**Instructions to follow**
The expected output is each line in the data below that includes the string "current".

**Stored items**
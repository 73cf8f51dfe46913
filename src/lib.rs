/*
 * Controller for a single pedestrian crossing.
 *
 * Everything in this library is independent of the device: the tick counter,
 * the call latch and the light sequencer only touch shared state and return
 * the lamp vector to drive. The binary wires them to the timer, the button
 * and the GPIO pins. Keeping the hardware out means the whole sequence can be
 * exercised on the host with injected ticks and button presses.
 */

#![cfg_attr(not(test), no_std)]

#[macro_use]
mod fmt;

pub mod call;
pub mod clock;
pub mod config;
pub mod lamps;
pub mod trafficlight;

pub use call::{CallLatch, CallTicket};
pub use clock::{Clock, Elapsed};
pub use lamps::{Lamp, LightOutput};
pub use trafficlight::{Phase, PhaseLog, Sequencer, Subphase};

...

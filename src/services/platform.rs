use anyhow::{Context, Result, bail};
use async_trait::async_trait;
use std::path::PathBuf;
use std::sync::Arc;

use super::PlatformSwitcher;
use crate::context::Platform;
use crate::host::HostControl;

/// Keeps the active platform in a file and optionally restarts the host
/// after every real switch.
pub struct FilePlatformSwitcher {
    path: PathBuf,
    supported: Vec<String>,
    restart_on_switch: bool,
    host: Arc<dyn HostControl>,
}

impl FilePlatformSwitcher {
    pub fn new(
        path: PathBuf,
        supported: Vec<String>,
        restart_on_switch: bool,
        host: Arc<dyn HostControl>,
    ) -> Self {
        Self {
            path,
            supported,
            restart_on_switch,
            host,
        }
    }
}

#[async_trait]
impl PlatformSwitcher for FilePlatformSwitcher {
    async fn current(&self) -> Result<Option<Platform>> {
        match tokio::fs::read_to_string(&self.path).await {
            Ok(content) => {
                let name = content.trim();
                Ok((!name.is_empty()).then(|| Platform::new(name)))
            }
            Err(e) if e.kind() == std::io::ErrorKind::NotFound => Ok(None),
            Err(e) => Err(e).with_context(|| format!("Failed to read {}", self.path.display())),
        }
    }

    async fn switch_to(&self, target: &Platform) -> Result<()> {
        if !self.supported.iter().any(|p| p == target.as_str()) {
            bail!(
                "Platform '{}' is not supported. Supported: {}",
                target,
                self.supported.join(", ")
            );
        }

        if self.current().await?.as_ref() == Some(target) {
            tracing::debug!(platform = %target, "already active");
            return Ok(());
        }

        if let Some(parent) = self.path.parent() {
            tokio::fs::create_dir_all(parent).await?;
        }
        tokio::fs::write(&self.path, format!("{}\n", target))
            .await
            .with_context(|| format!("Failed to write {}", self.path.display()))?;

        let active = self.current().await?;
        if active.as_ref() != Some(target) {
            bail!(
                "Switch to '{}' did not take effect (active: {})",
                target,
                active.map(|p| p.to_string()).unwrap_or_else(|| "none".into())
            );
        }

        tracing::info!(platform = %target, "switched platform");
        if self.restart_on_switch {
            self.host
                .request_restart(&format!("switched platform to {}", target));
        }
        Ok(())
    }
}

**Solved exercise**
    async fn current(&self) -> Result<Option<Platform>> {
        if self.current().await?.as_ref() == Some(target) {
        let active = self.current().await?;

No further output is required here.